Some of Ted's earliest memories of creating were in elementary school. He remembers making masks with papier mache over an inflated balloon, finger painting and making paper airplanes. Although he remembers enjoying these activities, he also somehow came away with a sense of being criticized. Then, as he got a little older, maybe around 10 or 12, he got into making model cars and trucks. And, when I tell you this next part, if you know Ted, you will surely laugh. Ted used to cut apart the front axle, heat a needle to burn holes in each piece and insert king pins so that the vehicle would actually turn. Can you believe that? What a kid.
Then, when he was in his 20s, he started to weld together "gear-o-sauruses" out of parts and bits lying around their big shop. He also made things like crabs, spiders, bugs and other animals. He found this immensely enjoyable because he was allowed to create freely and felt no criticism.

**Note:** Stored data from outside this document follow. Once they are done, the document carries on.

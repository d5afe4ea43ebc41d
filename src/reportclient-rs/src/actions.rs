//! One method per API action.
//!
//! Every method takes the resource URI it acts on (see
//! [`ReportClient::user_uri`], [`ReportClient::db_uri`],
//! [`ReportClient::table_uri`]) and an optional map of extra parameters the
//! service accepts. Explicit arguments are applied on top of that map.

use serde::Deserialize;
use serde_json::{Map, Value};
use std::path::Path;

use crate::client::{FileUpload, ReportClient};
use crate::{Action, ClientError, Result};
use reportclient_core::{
    keys, ActionRequest, ExportFormat, ImportErrorPolicy, ImportResult, ImportType,
    LookupErrorPolicy, Params, PlanInfo, ShareInfo,
};

#[derive(Deserialize)]
struct AddedRow {
    column_order: Vec<String>,
    rows: Vec<Vec<Value>>,
}

fn flag(value: bool) -> &'static str {
    if value {
        "true"
    } else {
        "false"
    }
}

fn import_request(
    import_type: ImportType,
    auto_identify: bool,
    on_error: ImportErrorPolicy,
    config: Option<&Params>,
) -> ActionRequest {
    ActionRequest::new(Action::Import, config)
        .param(keys::IMPORT_TYPE, import_type.as_str())
        .param(keys::AUTO_IDENTIFY, flag(auto_identify))
        .param(keys::ON_IMPORT_ERROR, on_error.as_str())
        .param_default(keys::CREATE_TABLE, "false")
        .strip_empty()
}
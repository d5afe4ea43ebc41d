use anyhow::{bail, Context, Result};
use reportclient_rs::{ExportFormat, ImportErrorPolicy, ImportType, ReportClient};
use std::io::Write;

pub const USAGE: &str = "\
usage: reportclient <command> [args]

commands:
  plan <email>
  share-info <email> <db>
  db-exists <email> <db>
  view-url <email> <db> <view>
  export <email> <db> <view> <format> [criteria]
  sql <email> <db> <format> <query>
  import <email> <db> <table> <file> <append|truncateadd|updateadd>";

#[derive(Debug, PartialEq, Eq)]
pub enum Command {
    Plan {
        email: String,
    },
    ShareInfo {
        email: String,
        db: String,
    },
    DbExists {
        email: String,
        db: String,
    },
    ViewUrl {
        email: String,
        db: String,
        view: String,
    },
    Export {
        email: String,
        db: String,
        view: String,
        format: ExportFormat,
        criteria: Option<String>,
    },
    Sql {
        email: String,
        db: String,
        format: ExportFormat,
        query: String,
    },
    Import {
        email: String,
        db: String,
        table: String,
        file: String,
        import_type: ImportType,
    },
}

impl Command {
    /// Parse the arguments following the program name
    pub fn parse(args: &[String]) -> Result<Self> {
        let (name, rest) = args.split_first().context("missing command")?;
        let arg = |i: usize| -> Result<String> {
            rest.get(i)
                .cloned()
                .with_context(|| format!("{}: missing argument {}", name, i + 1))
        };

        let command = match name.as_str() {
            "plan" => Command::Plan { email: arg(0)? },
            "share-info" => Command::ShareInfo {
                email: arg(0)?,
                db: arg(1)?,
            },
            "db-exists" => Command::DbExists {
                email: arg(0)?,
                db: arg(1)?,
            },
            "view-url" => Command::ViewUrl {
                email: arg(0)?,
                db: arg(1)?,
                view: arg(2)?,
            },
            "export" => Command::Export {
                email: arg(0)?,
                db: arg(1)?,
                view: arg(2)?,
                format: arg(3)?.parse()?,
                criteria: rest.get(4).cloned(),
            },
            "sql" => Command::Sql {
                email: arg(0)?,
                db: arg(1)?,
                format: arg(2)?.parse()?,
                query: arg(3)?,
            },
            "import" => Command::Import {
                email: arg(0)?,
                db: arg(1)?,
                table: arg(2)?,
                file: arg(3)?,
                import_type: arg(4)?.parse()?,
            },
            other => bail!("unknown command: {}", other),
        };
        Ok(command)
    }
}

pub async fn run(client: &ReportClient, command: Command) -> Result<()> {
    match command {
        Command::Plan { email } => {
            let plan = client.get_plan_info(&client.user_uri(&email), None).await?;
            println!("plan: {}", plan.plan());
            println!("addons: {}", plan.addons());
            println!("billing date: {}", plan.billing_date());
            println!("rows: {} / {}", plan.rows_used(), plan.rows_allowed());
            if plan.is_trial_availed() {
                println!(
                    "trial: {} (active: {}) until {}",
                    plan.trial_plan().unwrap_or_default(),
                    plan.trial_status().unwrap_or(false),
                    plan.trial_end_date().unwrap_or_default()
                );
            }
        }
        Command::ShareInfo { email, db } => {
            let info = client.get_share_info(&client.db_uri(&email, &db), None).await?;
            println!("owners: {}", info.database_owners().join(", "));
            for (user, permissions) in info.shared_user_permissions() {
                for perm in permissions {
                    println!(
                        "user {} view {} read={} export={} shared by {}",
                        user,
                        perm.view_name(),
                        perm.has_read_permission(),
                        perm.has_export_permission(),
                        perm.shared_by()
                    );
                }
            }
            for group in info.group_members() {
                println!(
                    "group {} ({} members): {}",
                    group.name,
                    group.members.len(),
                    group.description
                );
            }
        }
        Command::DbExists { email, db } => {
            let exists = client.is_db_exist(&client.user_uri(&email), &db, None).await?;
            println!("{}", exists);
        }
        Command::ViewUrl { email, db, view } => {
            let url = client
                .get_view_url(&client.table_uri(&email, &db, &view), None)
                .await?;
            println!("{}", url);
        }
        Command::Export {
            email,
            db,
            view,
            format,
            criteria,
        } => {
            let uri = client.table_uri(&email, &db, &view);
            let bytes = client
                .export_data(&uri, format, criteria.as_deref(), None)
                .await?;
            std::io::stdout().write_all(&bytes)?;
        }
        Command::Sql {
            email,
            db,
            format,
            query,
        } => {
            let uri = client.db_uri(&email, &db);
            let bytes = client.export_data_using_sql(&uri, format, &query, None).await?;
            std::io::stdout().write_all(&bytes)?;
        }
        Command::Import {
            email,
            db,
            table,
            file,
            import_type,
        } => {
            let uri = client.table_uri(&email, &db, &table);
            let result = client
                .import_data(&uri, import_type, &file, true, ImportErrorPolicy::Abort, None)
                .await?;
            println!("{}", result);
            if !result.import_errors().is_null() {
                println!("errors: {}", result.import_errors());
            }
        }
    }
    Ok(())
}
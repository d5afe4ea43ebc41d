//! Field decoders for response values the service sends with loose typing.
//!
//! Counts and flags arrive either as native JSON values or as strings
//! (`"12"`, `"true"`), depending on the action and API revision. These
//! helpers are used through `#[serde(deserialize_with = "...")]`.

use serde::de::{self, Deserializer};
use serde::Deserialize;
use serde_json::Value;

/// Interpret a JSON value as a flag: `true`, `"true"` (any case), `1`, `"1"`
pub fn value_as_bool(value: &Value) -> Option<bool> {
    match value {
        Value::Bool(b) => Some(*b),
        Value::String(s) => match s.trim().to_ascii_lowercase().as_str() {
            "true" | "1" => Some(true),
            "false" | "0" | "" => Some(false),
            _ => None,
        },
        Value::Number(n) => n.as_i64().map(|n| n != 0),
        Value::Null => Some(false),
        _ => None,
    }
}

/// Interpret a JSON value as an unsigned count
pub fn value_as_u64(value: &Value) -> Option<u64> {
    match value {
        Value::Number(n) => n.as_u64(),
        Value::String(s) => s.trim().parse().ok(),
        _ => None,
    }
}

/// Render a JSON value as text; strings are taken verbatim, containers as JSON
pub fn value_as_string(value: &Value) -> String {
    match value {
        Value::Null => String::new(),
        Value::String(s) => s.clone(),
        other => other.to_string(),
    }
}

pub fn flag<'de, D>(deserializer: D) -> Result<bool, D::Error>
where
    D: Deserializer<'de>,
{
    let value = Value::deserialize(deserializer)?;
    value_as_bool(&value)
        .ok_or_else(|| de::Error::custom(format!("expected a boolean, got {}", value)))
}

/// Flag that only an explicit false-like value clears; unrecognized text counts as set
pub fn unless_false<'de, D>(deserializer: D) -> Result<bool, D::Error>
where
    D: Deserializer<'de>,
{
    let value = Value::deserialize(deserializer)?;
    Ok(value_as_bool(&value).unwrap_or(true))
}

pub fn count<'de, D>(deserializer: D) -> Result<u64, D::Error>
where
    D: Deserializer<'de>,
{
    let value = Value::deserialize(deserializer)?;
    match value {
        Value::Null => Ok(0),
        ref v => value_as_u64(v)
            .ok_or_else(|| de::Error::custom(format!("expected a count, got {}", value))),
    }
}

pub fn integer<'de, D>(deserializer: D) -> Result<i64, D::Error>
where
    D: Deserializer<'de>,
{
    let value = Value::deserialize(deserializer)?;
    let parsed = match &value {
        Value::Number(n) => n.as_i64(),
        Value::String(s) => s.trim().parse().ok(),
        _ => None,
    };
    parsed.ok_or_else(|| de::Error::custom(format!("expected an integer, got {}", value)))
}

pub fn text<'de, D>(deserializer: D) -> Result<String, D::Error>
where
    D: Deserializer<'de>,
{
    let value = Value::deserialize(deserializer)?;
    Ok(value_as_string(&value))
}

pub fn text_opt<'de, D>(deserializer: D) -> Result<Option<String>, D::Error>
where
    D: Deserializer<'de>,
{
    let value = Value::deserialize(deserializer)?;
    Ok(match value {
        Value::Null => None,
        other => Some(value_as_string(&other)),
    })
}
use crate::decode;
use crate::{Action, ClientError, Result};
use reportclient_core::{keys, lenient, uri, ActionRequest, ClientConfig, ProxyConfig, ProxyKind, API_VERSION};
use reqwest::multipart::{Form, Part};
use reqwest::Client as HttpClient;
use serde::de::DeserializeOwned;
use serde_json::Value;
use std::time::Duration;

/// Reporting API client
///
/// Every operation builds its own [`ActionRequest`], so the action in flight
/// never lives on the client and one instance can serve concurrent tasks.
pub struct ReportClient {
    base_url: String,
    authtoken: String,
    proxy: Option<ProxyConfig>,
    connection_timeout: Option<Duration>,
    read_timeout: Option<Duration>,
    client: HttpClient,
}

/// File attached to an IMPORT as the `ZOHO_FILE` part
pub(crate) struct FileUpload {
    pub file_name: String,
    pub data: Vec<u8>,
}

impl ReportClient {
    /// Create a client against the default API endpoint
    pub fn new(authtoken: impl Into<String>) -> Result<Self> {
        Self::from_config(ClientConfig::new(authtoken))
    }

    pub fn from_config(config: ClientConfig) -> Result<Self> {
        let connection_timeout = config.connection_timeout();
        let read_timeout = config.read_timeout();
        let client = build_http_client(config.proxy.as_ref(), connection_timeout, read_timeout)?;

        Ok(Self {
            base_url: config.base_url,
            authtoken: config.authtoken,
            proxy: config.proxy,
            connection_timeout,
            read_timeout,
            client,
        })
    }

    pub fn auth_token(&self) -> &str {
        &self.authtoken
    }

    pub fn base_url(&self) -> &str {
        &self.base_url
    }

    /// Route every request through `proxy`
    pub fn set_proxy(&mut self, proxy: ProxyConfig) -> Result<()> {
        self.client = build_http_client(Some(&proxy), self.connection_timeout, self.read_timeout)?;
        self.proxy = Some(proxy);
        Ok(())
    }

    pub fn proxy(&self) -> Option<&ProxyConfig> {
        self.proxy.as_ref()
    }

    pub fn set_connection_timeout(&mut self, timeout: Duration) -> Result<()> {
        self.client = build_http_client(self.proxy.as_ref(), Some(timeout), self.read_timeout)?;
        self.connection_timeout = Some(timeout);
        Ok(())
    }

    pub fn set_read_timeout(&mut self, timeout: Duration) -> Result<()> {
        self.client = build_http_client(self.proxy.as_ref(), self.connection_timeout, Some(timeout))?;
        self.read_timeout = Some(timeout);
        Ok(())
    }

    pub fn connection_timeout(&self) -> Option<Duration> {
        self.connection_timeout
    }

    pub fn read_timeout(&self) -> Option<Duration> {
        self.read_timeout
    }

    /// Current settings as a [`ClientConfig`], e.g. to persist them
    pub fn config(&self) -> ClientConfig {
        ClientConfig {
            base_url: self.base_url.clone(),
            authtoken: self.authtoken.clone(),
            proxy: self.proxy.clone(),
            connection_timeout_secs: self.connection_timeout.map(|d| d.as_secs()),
            read_timeout_secs: self.read_timeout.map(|d| d.as_secs()),
        }
    }

    /// Resource URI of a user account
    pub fn user_uri(&self, email: &str) -> String {
        uri::user_uri(&self.base_url, email)
    }

    /// Resource URI of a database
    pub fn db_uri(&self, email: &str, db_name: &str) -> String {
        uri::db_uri(&self.base_url, email, db_name)
    }

    /// Resource URI of a table or view
    pub fn table_uri(&self, email: &str, db_name: &str, table_name: &str) -> String {
        uri::table_uri(&self.base_url, email, db_name, table_name)
    }

    /// Full request URL: resource URI, fixed query parameters, then repeated list parameters
    pub(crate) fn request_url(&self, resource_uri: &str, request: &ActionRequest) -> String {
        let mut url = format!(
            "{}?ZOHO_ACTION={}&ZOHO_OUTPUT_FORMAT={}&ZOHO_ERROR_FORMAT=JSON&authtoken={}&ZOHO_API_VERSION={}",
            resource_uri,
            request.action(),
            request.format(),
            self.authtoken,
            API_VERSION
        );
        for (key, value) in request.url_params() {
            url.push_str(&format!("&{}={}", key, uri::encode(value)));
        }
        url
    }

    /// POST the request and return status and body; only transport failures are errors here
    async fn send(
        &self,
        resource_uri: &str,
        request: &ActionRequest,
        upload: Option<FileUpload>,
    ) -> Result<(u16, Vec<u8>)> {
        let action = request.action();
        let url = self.request_url(resource_uri, request);
        let body = request.body();

        tracing::debug!(
            %action,
            uri = resource_uri,
            format = request.format(),
            params = body.len(),
            upload = upload.is_some(),
            "sending request"
        );

        let builder = self.client.post(&url);
        let builder = match upload {
            None => builder.form(&body),
            Some(file) => {
                let mut form = Form::new();
                for (key, value) in body.iter() {
                    form = form.text(key.to_string(), value.to_string());
                }
                let part = Part::bytes(file.data)
                    .file_name(file.file_name)
                    .mime_str("json/csv")
                    .map_err(|e| transport_error(action, None, &e))?;
                builder.multipart(form.part(keys::FILE, part))
            }
        };

        let response = builder
            .send()
            .await
            .map_err(|e| transport_error(action, e.status().map(|s| s.as_u16()), &e))?;

        let status = response.status().as_u16();
        let bytes = response
            .bytes()
            .await
            .map_err(|e| transport_error(action, Some(status), &e))?;

        tracing::debug!(%action, status, bytes = bytes.len(), "received response");
        Ok((status, bytes.to_vec()))
    }

    /// Decode `response.result` (or a key below it) into `T`
    pub(crate) async fn fetch_json<T: DeserializeOwned>(
        &self,
        resource_uri: &str,
        request: ActionRequest,
        path: &[&str],
    ) -> Result<T> {
        let (status, body) = self.send(resource_uri, &request, None).await?;
        decode::decode_result(request.action(), status, &body, path)
    }

    /// Same as `fetch_json`, sending a multipart body with the file attached
    pub(crate) async fn upload_json<T: DeserializeOwned>(
        &self,
        resource_uri: &str,
        request: ActionRequest,
        upload: FileUpload,
        path: &[&str],
    ) -> Result<T> {
        let (status, body) = self.send(resource_uri, &request, Some(upload)).await?;
        decode::decode_result(request.action(), status, &body, path)
    }

    /// Scalar under `response.result.<key>` rendered as text (ids may come back as numbers)
    pub(crate) async fn fetch_text(
        &self,
        resource_uri: &str,
        request: ActionRequest,
        key: &str,
    ) -> Result<String> {
        let value: Value = self.fetch_json(resource_uri, request, &[key]).await?;
        Ok(lenient::value_as_string(&value))
    }

    pub(crate) async fn fetch_flag(
        &self,
        resource_uri: &str,
        request: ActionRequest,
        key: &str,
    ) -> Result<bool> {
        let action = request.action();
        let value: Value = self.fetch_json(resource_uri, request, &[key]).await?;
        lenient::value_as_bool(&value).ok_or(ClientError::Parse { action })
    }

    pub(crate) async fn fetch_unit(&self, resource_uri: &str, request: ActionRequest) -> Result<()> {
        let (status, body) = self.send(resource_uri, &request, None).await?;
        decode::decode_unit(request.action(), status, &body)
    }

    pub(crate) async fn fetch_raw(&self, resource_uri: &str, request: ActionRequest) -> Result<Vec<u8>> {
        debug_assert!(request.action().returns_raw_body());
        let (status, body) = self.send(resource_uri, &request, None).await?;
        decode::decode_raw(request.action(), status, body)
    }
}

fn transport_error(action: Action, status: Option<u16>, err: &dyn std::fmt::Display) -> ClientError {
    tracing::debug!(%action, error = %err, "transport failure");
    ClientError::Transport {
        message: err.to_string(),
        action,
        status,
    }
}

fn build_http_client(
    proxy: Option<&ProxyConfig>,
    connection_timeout: Option<Duration>,
    read_timeout: Option<Duration>,
) -> Result<HttpClient> {
    let mut builder = HttpClient::builder();

    if let Some(timeout) = connection_timeout {
        builder = builder.connect_timeout(timeout);
    }
    if let Some(timeout) = read_timeout {
        builder = builder.timeout(timeout);
    }

    if let Some(proxy) = proxy {
        let url = proxy.url();
        let mut reqwest_proxy = match proxy.kind {
            ProxyKind::Http => reqwest::Proxy::http(&url),
            ProxyKind::Https => reqwest::Proxy::https(&url),
            ProxyKind::Both => reqwest::Proxy::all(&url),
        }
        .map_err(|e| ClientError::Configuration(format!("invalid proxy {}: {}", url, e)))?;

        if let Some(username) = &proxy.username {
            reqwest_proxy = reqwest_proxy.basic_auth(username, proxy.password.as_deref().unwrap_or(""));
        }
        builder = builder.proxy(reqwest_proxy);
    }

    builder
        .build()
        .map_err(|e| ClientError::Configuration(e.to_string()))
}

#[cfg(test)]
mod tests {
    use super::*;

    fn client() -> ReportClient {
        ReportClient::from_config(ClientConfig {
            base_url: "https://reports.example.com/api/".to_string(),
            ..ClientConfig::new("token123")
        })
        .unwrap()
    }

    #[test]
    fn test_request_url_fixed_parameters() {
        let client = client();
        let uri = client.table_uri("a@b.com", "Sales", "Q1");
        let request = ActionRequest::new(Action::GetInfo, None);

        assert_eq!(
            client.request_url(&uri, &request),
            "https://reports.example.com/api/a%40b.com/Sales/Q1?ZOHO_ACTION=GETINFO\
             &ZOHO_OUTPUT_FORMAT=JSON&ZOHO_ERROR_FORMAT=JSON&authtoken=token123&ZOHO_API_VERSION=1.0"
        );
    }

    #[test]
    fn test_request_url_list_parameters() {
        let client = client();
        let request = ActionRequest::new(Action::HideColumn, None)
            .url_list(keys::COLUMN_NAME, ["Region", "Unit Cost"]);

        let url = client.request_url("https://reports.example.com/api/x", &request);
        assert!(url.ends_with("&ZOHO_COLUMNNAME=Region&ZOHO_COLUMNNAME=Unit%20Cost"));
    }

    #[test]
    fn test_export_format_in_url() {
        let client = client();
        let request = ActionRequest::new(Action::Export, None).output_format("CSV");
        let url = client.request_url("u", &request);
        assert!(url.contains("ZOHO_ACTION=EXPORT&ZOHO_OUTPUT_FORMAT=CSV&ZOHO_ERROR_FORMAT=JSON"));
    }

    #[test]
    fn test_setters_rebuild_client() {
        let mut client = client();
        client
            .set_proxy(ProxyConfig {
                host: "proxy.local".to_string(),
                port: 8080,
                kind: ProxyKind::Both,
                username: Some("user".to_string()),
                password: Some("secret".to_string()),
            })
            .unwrap();
        client.set_connection_timeout(Duration::from_secs(3)).unwrap();
        client.set_read_timeout(Duration::from_secs(30)).unwrap();

        assert_eq!(client.proxy().map(|p| p.port), Some(8080));
        assert_eq!(client.connection_timeout(), Some(Duration::from_secs(3)));
        assert_eq!(client.read_timeout(), Some(Duration::from_secs(30)));
        assert_eq!(client.auth_token(), "token123");

        let config = client.config();
        assert_eq!(config.read_timeout_secs, Some(30));
        assert_eq!(config.proxy.map(|p| p.host), Some("proxy.local".to_string()));
    }
}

Then a little further down the path, he began spending time with his friend Chuck, also a mechanic, and his wife Mary, who was an artist. Ted would go to visit Chuck to talk about mechanic projects they were working on and to play music. Often times, Mary would be having "Art in the Kitchen" and would have 6 to 8 of her artist friends around her kitchen table working on art projects. Ted would usually find himself pulled up to the table at some point in the visit. Rose, one of Mary's artsy friends had a college education in art. She always used to get frustrated with herself because of the imposed restrictions and rules stemming from her art education. She would look at what Ted created and say "Look at how cool your art is, how free you are and how fun it is." Ted found that art was always fun, but the criticism was not worth the risk so art remained a past time and a hobby.
Then, Ted met Carrie. On our first Valentine's Day, Ted made me a Valentines Day card out of metal. I was blown away, still am.
We began spending time with our friends, Chuck and Mary, and doing things like metal etching, making jewelry and playing with all kinds of mixed media. Mary always said "I can't think of anybody more perfect for Ted than you." Chuck and Mary played a big role in our dream of making art together, always being very supportive and encouraging.
Then, the time came when we decided to pull up our roots and make a big move to Utah. It took a couple of years for us to get our bearings and then we opened Gizmachis. At that point, we were exhibiting at the local Farmer's Market in Moab every Friday. Funny thing, but people came to the market to buy produce! On the way home one Friday, we came up with the idea that we need to offer some produce too. And, that's when the collaboration of Ted the metal artist and Carrie the mixed media artist merged. In the following week, Ted walked into the studio with The Carrot and The Corn. I took one look at these two and laughed. He handed them to me and said "Now you paint them." I sat these two buddies on my windowsill in the studio and pondered this new substrate. Soon enough, I devised a plan and grabbed The Carrot and began to add layers of paint. As I added paint to the little face, the little guy actually came to life! I found myself enamored with the hands, the little feet, the knobby knees as well as the darling faces. After finishing The Carrot, I could not wait to get my hands on The Corn. These are some of our first pieces of painted metal art sculpture as collaborating artists.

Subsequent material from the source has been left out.